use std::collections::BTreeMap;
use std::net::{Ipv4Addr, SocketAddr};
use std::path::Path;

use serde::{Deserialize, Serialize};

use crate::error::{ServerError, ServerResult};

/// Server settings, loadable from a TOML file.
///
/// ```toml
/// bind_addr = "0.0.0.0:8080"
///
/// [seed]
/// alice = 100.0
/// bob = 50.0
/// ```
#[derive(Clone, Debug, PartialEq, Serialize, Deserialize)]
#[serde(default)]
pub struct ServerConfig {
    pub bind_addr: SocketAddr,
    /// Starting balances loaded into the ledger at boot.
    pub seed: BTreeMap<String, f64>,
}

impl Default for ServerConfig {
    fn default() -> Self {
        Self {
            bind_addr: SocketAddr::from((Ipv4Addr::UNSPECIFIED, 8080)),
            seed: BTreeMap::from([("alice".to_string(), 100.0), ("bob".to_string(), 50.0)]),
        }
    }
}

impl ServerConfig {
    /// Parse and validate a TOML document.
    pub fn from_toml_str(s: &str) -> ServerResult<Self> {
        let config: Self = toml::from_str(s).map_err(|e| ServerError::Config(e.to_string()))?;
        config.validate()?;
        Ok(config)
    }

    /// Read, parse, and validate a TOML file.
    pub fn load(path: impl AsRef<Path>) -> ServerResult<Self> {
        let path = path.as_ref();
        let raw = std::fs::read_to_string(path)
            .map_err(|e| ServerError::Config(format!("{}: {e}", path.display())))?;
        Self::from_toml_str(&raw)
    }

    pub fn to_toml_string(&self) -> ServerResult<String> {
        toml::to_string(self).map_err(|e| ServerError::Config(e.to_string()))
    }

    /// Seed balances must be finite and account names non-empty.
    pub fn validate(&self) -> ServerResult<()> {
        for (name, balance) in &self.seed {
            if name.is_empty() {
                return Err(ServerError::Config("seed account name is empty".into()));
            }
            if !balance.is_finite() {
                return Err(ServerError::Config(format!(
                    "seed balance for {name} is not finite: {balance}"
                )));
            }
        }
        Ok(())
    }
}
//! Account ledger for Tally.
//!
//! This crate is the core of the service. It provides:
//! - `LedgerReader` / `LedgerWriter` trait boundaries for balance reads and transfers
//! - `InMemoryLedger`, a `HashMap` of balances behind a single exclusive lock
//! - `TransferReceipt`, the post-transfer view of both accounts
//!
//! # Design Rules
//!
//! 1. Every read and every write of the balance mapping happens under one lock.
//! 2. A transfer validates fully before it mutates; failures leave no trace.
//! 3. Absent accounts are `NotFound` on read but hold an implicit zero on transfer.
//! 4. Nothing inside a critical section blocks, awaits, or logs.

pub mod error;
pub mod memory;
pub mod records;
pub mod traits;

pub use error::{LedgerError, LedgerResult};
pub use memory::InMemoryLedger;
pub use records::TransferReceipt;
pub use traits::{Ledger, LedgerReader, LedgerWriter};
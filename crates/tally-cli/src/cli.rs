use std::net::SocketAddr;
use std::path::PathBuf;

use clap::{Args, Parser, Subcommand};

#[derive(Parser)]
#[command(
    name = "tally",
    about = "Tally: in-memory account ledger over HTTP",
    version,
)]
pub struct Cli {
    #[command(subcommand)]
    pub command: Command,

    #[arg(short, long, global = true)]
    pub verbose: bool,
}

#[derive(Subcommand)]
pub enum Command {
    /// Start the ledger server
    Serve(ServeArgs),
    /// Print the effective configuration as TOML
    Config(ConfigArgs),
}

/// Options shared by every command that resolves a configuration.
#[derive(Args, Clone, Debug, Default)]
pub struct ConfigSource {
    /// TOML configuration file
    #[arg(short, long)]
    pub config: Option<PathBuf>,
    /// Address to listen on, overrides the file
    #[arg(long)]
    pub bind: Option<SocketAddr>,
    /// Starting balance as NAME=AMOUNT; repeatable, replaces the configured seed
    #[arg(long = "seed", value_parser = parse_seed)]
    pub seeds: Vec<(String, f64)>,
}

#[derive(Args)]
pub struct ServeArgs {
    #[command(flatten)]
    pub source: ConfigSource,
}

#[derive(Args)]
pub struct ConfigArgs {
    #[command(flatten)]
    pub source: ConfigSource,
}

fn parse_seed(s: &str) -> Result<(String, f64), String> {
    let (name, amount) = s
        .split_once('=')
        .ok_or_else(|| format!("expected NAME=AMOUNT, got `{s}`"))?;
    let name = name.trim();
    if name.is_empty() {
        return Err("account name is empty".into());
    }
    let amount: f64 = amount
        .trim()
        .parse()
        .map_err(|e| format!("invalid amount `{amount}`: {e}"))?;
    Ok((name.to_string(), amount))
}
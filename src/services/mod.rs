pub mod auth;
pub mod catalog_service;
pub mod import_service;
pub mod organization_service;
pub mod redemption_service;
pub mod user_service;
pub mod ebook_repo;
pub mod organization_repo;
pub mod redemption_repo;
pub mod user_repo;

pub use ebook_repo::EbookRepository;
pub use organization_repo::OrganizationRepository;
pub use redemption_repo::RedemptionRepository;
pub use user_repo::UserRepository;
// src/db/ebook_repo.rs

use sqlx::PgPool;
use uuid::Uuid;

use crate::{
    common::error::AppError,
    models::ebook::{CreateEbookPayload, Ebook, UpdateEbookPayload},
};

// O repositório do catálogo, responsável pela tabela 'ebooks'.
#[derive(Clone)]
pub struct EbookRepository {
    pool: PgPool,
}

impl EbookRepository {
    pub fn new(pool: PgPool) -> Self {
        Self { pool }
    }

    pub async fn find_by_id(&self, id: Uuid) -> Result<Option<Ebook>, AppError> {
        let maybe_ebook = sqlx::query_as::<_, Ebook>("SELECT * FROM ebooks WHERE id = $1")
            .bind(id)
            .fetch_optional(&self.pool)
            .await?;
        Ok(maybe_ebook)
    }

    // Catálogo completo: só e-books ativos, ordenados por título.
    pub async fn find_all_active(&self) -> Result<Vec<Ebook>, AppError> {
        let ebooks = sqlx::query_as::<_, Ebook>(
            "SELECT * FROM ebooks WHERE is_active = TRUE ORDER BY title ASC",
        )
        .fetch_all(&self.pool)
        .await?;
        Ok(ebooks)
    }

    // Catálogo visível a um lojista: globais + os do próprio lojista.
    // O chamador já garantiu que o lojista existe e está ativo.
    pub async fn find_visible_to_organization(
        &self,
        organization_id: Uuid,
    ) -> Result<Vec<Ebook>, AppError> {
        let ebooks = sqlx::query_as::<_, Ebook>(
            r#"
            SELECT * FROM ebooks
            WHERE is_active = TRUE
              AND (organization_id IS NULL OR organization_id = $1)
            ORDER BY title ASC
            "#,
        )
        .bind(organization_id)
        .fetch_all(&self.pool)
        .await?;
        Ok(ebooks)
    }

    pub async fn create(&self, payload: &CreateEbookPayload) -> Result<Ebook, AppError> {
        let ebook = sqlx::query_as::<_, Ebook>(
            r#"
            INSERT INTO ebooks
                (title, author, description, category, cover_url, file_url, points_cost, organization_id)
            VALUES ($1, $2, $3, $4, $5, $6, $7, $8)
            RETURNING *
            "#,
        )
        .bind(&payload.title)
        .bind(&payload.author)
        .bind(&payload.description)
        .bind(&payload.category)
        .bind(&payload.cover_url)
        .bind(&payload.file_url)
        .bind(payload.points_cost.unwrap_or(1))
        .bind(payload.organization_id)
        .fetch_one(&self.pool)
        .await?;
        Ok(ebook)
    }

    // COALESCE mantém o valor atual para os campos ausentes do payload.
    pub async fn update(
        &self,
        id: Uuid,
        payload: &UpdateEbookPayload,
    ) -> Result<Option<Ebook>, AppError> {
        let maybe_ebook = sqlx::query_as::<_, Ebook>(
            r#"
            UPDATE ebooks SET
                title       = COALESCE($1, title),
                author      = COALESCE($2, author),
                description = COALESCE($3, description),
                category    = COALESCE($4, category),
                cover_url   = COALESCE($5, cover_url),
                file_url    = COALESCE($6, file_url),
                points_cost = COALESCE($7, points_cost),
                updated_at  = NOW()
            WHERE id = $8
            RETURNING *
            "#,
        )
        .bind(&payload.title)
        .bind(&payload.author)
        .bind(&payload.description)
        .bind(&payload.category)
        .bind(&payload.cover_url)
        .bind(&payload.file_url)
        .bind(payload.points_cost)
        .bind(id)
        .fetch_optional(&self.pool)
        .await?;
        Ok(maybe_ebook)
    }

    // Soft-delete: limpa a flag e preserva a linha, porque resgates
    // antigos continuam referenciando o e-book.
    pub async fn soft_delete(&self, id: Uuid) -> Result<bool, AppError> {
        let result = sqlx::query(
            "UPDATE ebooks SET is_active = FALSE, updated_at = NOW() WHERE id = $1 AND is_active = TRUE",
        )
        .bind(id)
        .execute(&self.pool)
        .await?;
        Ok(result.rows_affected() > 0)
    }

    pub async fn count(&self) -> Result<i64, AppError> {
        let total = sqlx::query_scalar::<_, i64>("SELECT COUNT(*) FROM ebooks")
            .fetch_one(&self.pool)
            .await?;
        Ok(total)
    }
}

» EXERCISE REQUIREMENTS:
Please filter the listing down to lines that include the word "configuration".

» RESULT BELOW:
    /// Print the effective configuration as TOML
/// Options shared by every command that resolves a configuration.
    /// TOML configuration file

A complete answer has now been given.